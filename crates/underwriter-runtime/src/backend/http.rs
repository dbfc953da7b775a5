//! HTTP decision client
//!
//! Posts the application to an external decisioning service and reads the
//! decision payload back.
//!
//! # Wire formats
//!
//! ## plain
//!
//! Request body is the application object; the response body is the decision
//! object:
//!
//! ```json
//! {"decision": "approved", "approved_amount": 200000, "interest_rate": 5.5,
//!  "risk_score": 420, "reasoning": "...", "processing_time": 1.3}
//! ```
//!
//! ## serving
//!
//! For model-serving endpoints the application is wrapped as
//! `{"dataframe_records": [<application>]}` and the decision is read from
//! `predictions[0]` (or from the top-level object if `predictions` is absent).
//!
//! # Authentication
//!
//! The configured key is sent as `Authorization: Bearer {api_key}`, or raw in
//! a custom header when `api_key_header` is set.

use super::DecisionBackend;
use crate::config::{HttpBackendConfig, WireFormat};
use crate::error::{BackendError, BackendResult};
use async_trait::async_trait;
use reqwest::header::HeaderName;
use reqwest::Client;
use serde_json::{json, Value};
use std::time::Duration;
use underwriter_core::{DecisionPayload, LoanApplication};

/// Longest error body kept in a status failure
const MAX_ERROR_BODY: usize = 512;

/// Client for an external decisioning service
pub struct HttpDecisionClient {
    /// HTTP client for making requests
    client: Client,

    endpoint: String,

    api_key: Option<String>,

    /// Custom header for the raw key; bearer auth when unset
    api_key_header: Option<HeaderName>,

    timeout: Duration,

    format: WireFormat,
}

impl HttpDecisionClient {
    /// Create a client for an endpoint with the default 30s timeout
    pub fn new(endpoint: impl Into<String>) -> BackendResult<Self> {
        Self::from_config(&HttpBackendConfig {
            endpoint: Some(endpoint.into()),
            ..HttpBackendConfig::default()
        })
    }

    /// Create a client from configuration
    ///
    /// # Errors
    ///
    /// Returns [`BackendError::NotConfigured`] when no endpoint is set or the
    /// key header is not a valid header name, and [`BackendError::Transport`]
    /// if the HTTP client cannot be built.
    pub fn from_config(config: &HttpBackendConfig) -> BackendResult<Self> {
        let endpoint = config
            .endpoint()
            .ok_or_else(|| BackendError::NotConfigured("no HTTP endpoint configured".to_string()))?
            .to_string();
        let timeout = config.timeout();

        let api_key_header = match config.api_key_header.as_deref() {
            Some(name) => Some(HeaderName::from_bytes(name.as_bytes()).map_err(|e| {
                BackendError::NotConfigured(format!("invalid API key header '{}': {}", name, e))
            })?),
            None => None,
        };

        let client = Client::builder()
            .timeout(timeout)
            .build()
            .map_err(|e| BackendError::Transport(format!("Failed to create HTTP client: {}", e)))?;

        Ok(Self {
            client,
            endpoint,
            api_key: config.api_key.clone().filter(|k| !k.is_empty()),
            api_key_header,
            timeout,
            format: config.format,
        })
    }

    pub fn with_api_key(mut self, api_key: impl Into<String>) -> Self {
        self.api_key = Some(api_key.into());
        self
    }

    pub fn endpoint(&self) -> &str {
        &self.endpoint
    }

    pub fn timeout(&self) -> Duration {
        self.timeout
    }

    /// Build the request body for the configured wire format
    fn request_body(&self, application: &LoanApplication) -> BackendResult<Value> {
        let record = serde_json::to_value(application)
            .map_err(|e| BackendError::Transport(format!("Failed to encode application: {}", e)))?;

        Ok(match self.format {
            WireFormat::Plain => record,
            WireFormat::Serving => json!({ "dataframe_records": [record] }),
        })
    }

    /// Pull the decision payload out of a response body
    fn extract_payload(&self, body: Value) -> BackendResult<DecisionPayload> {
        let decision = match (self.format, body) {
            (WireFormat::Serving, Value::Object(mut fields)) if fields.contains_key("predictions") => {
                match fields.remove("predictions") {
                    Some(Value::Array(predictions)) => predictions.into_iter().next().ok_or_else(|| {
                        BackendError::Decode("response contained no predictions".to_string())
                    })?,
                    Some(other) => other,
                    None => Value::Null,
                }
            }
            (_, body) => body,
        };

        DecisionPayload::from_value(decision).map_err(|e| BackendError::Decode(e.to_string()))
    }

    fn send_error(&self, err: reqwest::Error) -> BackendError {
        if err.is_timeout() {
            BackendError::Timeout(self.timeout)
        } else {
            err.into()
        }
    }
}

#[async_trait]
impl DecisionBackend for HttpDecisionClient {
    async fn evaluate(&self, application: &LoanApplication) -> BackendResult<DecisionPayload> {
        let body = self.request_body(application)?;

        let mut request = self.client.post(&self.endpoint).json(&body);
        if let Some(ref key) = self.api_key {
            request = match self.api_key_header {
                Some(ref header) => request.header(header.clone(), key.as_str()),
                None => request.bearer_auth(key),
            };
        }

        tracing::debug!("Calling decision endpoint: {}", self.endpoint);

        let response = request.send().await.map_err(|e| self.send_error(e))?;

        let status = response.status();
        if !status.is_success() {
            let mut body = response.text().await.unwrap_or_default();
            if let Some((cut, _)) = body.char_indices().nth(MAX_ERROR_BODY) {
                body.truncate(cut);
            }
            return Err(BackendError::Status {
                status: status.as_u16(),
                body,
            });
        }

        let json: Value = response.json().await.map_err(|e| {
            if e.is_timeout() {
                BackendError::Timeout(self.timeout)
            } else {
                BackendError::Decode(e.to_string())
            }
        })?;

        self.extract_payload(json)
    }

    fn name(&self) -> &str {
        "http"
    }
}
//! Exit codes for the ptree CLI.
//!
//! Every failure, whether a usage error, an allocation failure or a facility
//! error, exits with 1; the diagnostic tells them apart.

use ptree_common::Error;

/// Exit codes for ptree.
#[derive(Debug, Clone, Copy, PartialEq, Eq)]
#[repr(i32)]
pub enum ExitCode {
    /// Listing printed
    Clean = 0,

    /// Usage, allocation, facility or output error
    Failure = 1,
}

impl ExitCode {
    /// Convert to i32 for process exit.
    pub fn as_i32(self) -> i32 {
        self as i32
    }
}

impl From<ExitCode> for i32 {
    fn from(code: ExitCode) -> Self {
        code as i32
    }
}

impl From<&Error> for ExitCode {
    fn from(_: &Error) -> Self {
        ExitCode::Failure
    }
}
◇ ◇ ◇ ◇
### [Problem to solve]
Repeat, character for character, the lines of the material above from the line with "repository dbfc953da7b775a5" through the line with "a custom header".

### [Answer section]
repository dbfc953da7b775a5
//! HTTP decision client
//!
//! Posts the application to an external decisioning service and reads the
//! decision payload back.
//!
//! # Wire formats
//!
//! ## plain
//!
//! Request body is the application object; the response body is the decision
//! object:
//!
//! ```json
//! {"decision": "approved", "approved_amount": 200000, "interest_rate": 5.5,
//!  "risk_score": 420, "reasoning": "...", "processing_time": 1.3}
//! ```
//!
//! ## serving
//!
//! For model-serving endpoints the application is wrapped as
//! `{"dataframe_records": [<application>]}` and the decision is read from
//! `predictions[0]` (or from the top-level object if `predictions` is absent).
//!
//! # Authentication
//!
//! The configured key is sent as `Authorization: Bearer {api_key}`, or raw in
//! a custom header when `api_key_header` is set.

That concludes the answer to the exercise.